Run Extended Due to Popular Demand!

Well, we here at You Didn't Win HQ sent our cards today, and we've been hearing from people who've sent cards all day, all over the country. Those cards will arrive at Downing Street tomorrow, just in time to put Cameron in a bad mood as he tucks in to his post-referendum kedgeree. But something we hadn't expected to happen has also occurred.

As we and others have tweeted and talked about the cards we're sending today, more and more people, hearing about the campaign, have expressed a wish to get involved. And that's why we've decided to extend our campaign a little further - as of today the deadline for sending your You Didn't Win card to Number 10 Downing Street (London SW1A 2AA, remember) is now May 11th. This is the anniversary of the day last year when Our Own Dear Queen Bess, Gawd Bless 'Er, invited David Cameron to form a government - despite his failure to win the General Election (no disrespect meant to Her Maj - it's her constitutional role and she has to do it. But we like to think she was giving Cameron the Royal V's behind her back with her left hand while she shook his right).

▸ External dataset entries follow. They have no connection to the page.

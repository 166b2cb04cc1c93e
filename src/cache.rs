//! # Result Cache
//! Process-local TTL + LRU cache from a query signature to a finished
//! aggregate, backed by `moka`.
//!
//! - An entry lives for its TTL since it was last written or read; every hit
//!   restarts the clock. Expired entries are invisible to readers.
//! - Bounded entry count; at capacity the least recently used entry goes.
//! - Values are shared as `Arc`, so a hit hands back the exact stored result.

use std::sync::atomic::{AtomicU64, Ordering};
use std::sync::Arc;
use std::time::{Duration, Instant};

use moka::policy::EvictionPolicy;
use moka::sync::Cache;
use moka::Expiry;
use serde::Serialize;

use crate::engine::AggregateResult;
use crate::ingest::types::Category;

pub const DEFAULT_TTL: Duration = Duration::from_secs(600);
pub const DEFAULT_MAX_ENTRIES: usize = 500;
/// Longest TTL the cache accepts; larger values are clamped.
pub const MAX_TTL: Duration = Duration::from_secs(7 * 24 * 60 * 60);

#[derive(Debug, Clone, Copy, PartialEq, Eq)]
pub struct CacheConfig {
    pub ttl: Duration,
    pub max_entries: usize,
}

impl Default for CacheConfig {
    fn default() -> Self {
        Self {
            ttl: DEFAULT_TTL,
            max_entries: DEFAULT_MAX_ENTRIES,
        }
    }
}

/// Occupancy snapshot for the health endpoint.
#[derive(Debug, Clone, Copy, PartialEq, Eq, Serialize)]
#[serde(rename_all = "camelCase")]
pub struct CacheStats {
    /// Live (non-expired) entries.
    pub size: usize,
    pub capacity: usize,
    pub hits: u64,
    pub misses: u64,
    pub ttl_ms: u64,
}

/// Canonical signature for a query shape.
///
/// `news:<category|all>:<q=...|none>:<page>:<pageSize>`. The `q=` prefix keeps
/// a literal search for "none" apart from no search; the numeric tail makes
/// colons inside `q` harmless.
pub fn cache_key(category: Option<Category>, q: Option<&str>, page: u32, page_size: u32) -> String {
    let cat = category.map(Category::as_str).unwrap_or("all");
    let q = match q {
        Some(q) => format!("q={q}"),
        None => "none".to_string(),
    };
    format!("news:{cat}:{q}:{page}:{page_size}")
}

#[derive(Debug, Clone)]
struct Entry {
    value: Arc<AggregateResult>,
    ttl: Duration,
}

/// Per-entry idle expiry: creation, update and every read restart the TTL.
struct IdleTtl;

impl Expiry<String, Entry> for IdleTtl {
    fn expire_after_create(&self, _key: &String, entry: &Entry, _created_at: Instant) -> Option<Duration> {
        Some(entry.ttl)
    }

    fn expire_after_read(
        &self,
        _key: &String,
        entry: &Entry,
        _read_at: Instant,
        _duration_until_expiry: Option<Duration>,
        _last_modified_at: Instant,
    ) -> Option<Duration> {
        Some(entry.ttl)
    }

    fn expire_after_update(
        &self,
        _key: &String,
        entry: &Entry,
        _updated_at: Instant,
        _duration_until_expiry: Option<Duration>,
    ) -> Option<Duration> {
        Some(entry.ttl)
    }
}

/// Thread-safe TTL/LRU cache of aggregate results.
pub struct ResultCache {
    inner: Cache<String, Entry>,
    ttl: Duration,
    capacity: usize,
    hits: AtomicU64,
    misses: AtomicU64,
}

impl std::fmt::Debug for ResultCache {
    fn fmt(&self, f: &mut std::fmt::Formatter<'_>) -> std::fmt::Result {
        f.debug_struct("ResultCache")
            .field("ttl", &self.ttl)
            .field("capacity", &self.capacity)
            .field("entries", &self.inner.entry_count())
            .finish()
    }
}

impl ResultCache {
    pub fn new(cfg: CacheConfig) -> Self {
        let capacity = cfg.max_entries.max(1);
        let inner = Cache::builder()
            .max_capacity(capacity as u64)
            .eviction_policy(EvictionPolicy::lru())
            .expire_after(IdleTtl)
            .eviction_listener(|key: Arc<String>, _entry: Entry, cause| {
                tracing::debug!(victim = %key, ?cause, "cache dropped entry");
            })
            .build();
        Self {
            inner,
            ttl: cfg.ttl.min(MAX_TTL),
            capacity,
            hits: AtomicU64::new(0),
            misses: AtomicU64::new(0),
        }
    }

    /// Live entry for `key`; a hit refreshes its recency and its TTL.
    pub fn get(&self, key: &str) -> Option<Arc<AggregateResult>> {
        match self.inner.get(key) {
            Some(entry) => {
                self.hits.fetch_add(1, Ordering::Relaxed);
                Some(entry.value)
            }
            None => {
                self.misses.fetch_add(1, Ordering::Relaxed);
                None
            }
        }
    }

    /// Store with the cache-wide TTL.
    pub fn insert(&self, key: String, value: Arc<AggregateResult>) {
        self.insert_with_ttl(key, value, self.ttl)
    }

    /// Store with an explicit TTL, evicting the least recently used entry when full.
    pub fn insert_with_ttl(&self, key: String, value: Arc<AggregateResult>, ttl: Duration) {
        self.inner.insert(
            key,
            Entry {
                value,
                ttl: ttl.min(MAX_TTL),
            },
        );
        // Apply capacity eagerly so the bound holds after every write
        self.inner.run_pending_tasks();
    }

    pub fn remove(&self, key: &str) -> bool {
        let removed = self.inner.remove(key).is_some();
        self.inner.run_pending_tasks();
        removed
    }

    pub fn clear(&self) {
        self.inner.invalidate_all();
        self.inner.run_pending_tasks();
    }

    /// Snapshot after pending maintenance, so expired entries are not counted.
    pub fn stats(&self) -> CacheStats {
        self.inner.run_pending_tasks();
        CacheStats {
            size: self.inner.entry_count() as usize,
            capacity: self.capacity,
            hits: self.hits.load(Ordering::Relaxed),
            misses: self.misses.load(Ordering::Relaxed),
            ttl_ms: self.ttl.as_millis() as u64,
        }
    }

    pub fn ttl(&self) -> Duration {
        self.ttl
    }

    pub fn capacity(&self) -> usize {
        self.capacity
    }
}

So don't despair if you've missed today's post - there's still time to send your cards! You can get official cards from us by tweeting us your address, or sending it to youdidntwin@hotmail.co.uk, but remember that you can also send local postcards from where you live too if you don't have an official one. We do ask that you take a photo of you sending the card and post it somewhere online - tagged with 'youdidntwin', naturally - and you could even send them to the aforementioned email address if you want - we'd love to put peoples' postcard pics here on the blog to celebrate our campaign.

A campaign which is well under way now: tomorrow David Cameron will see the first signs that the people of Britain remember that he didn't win the election. Let's keep up the pressure and keep sending him messages right up to next Wednesday!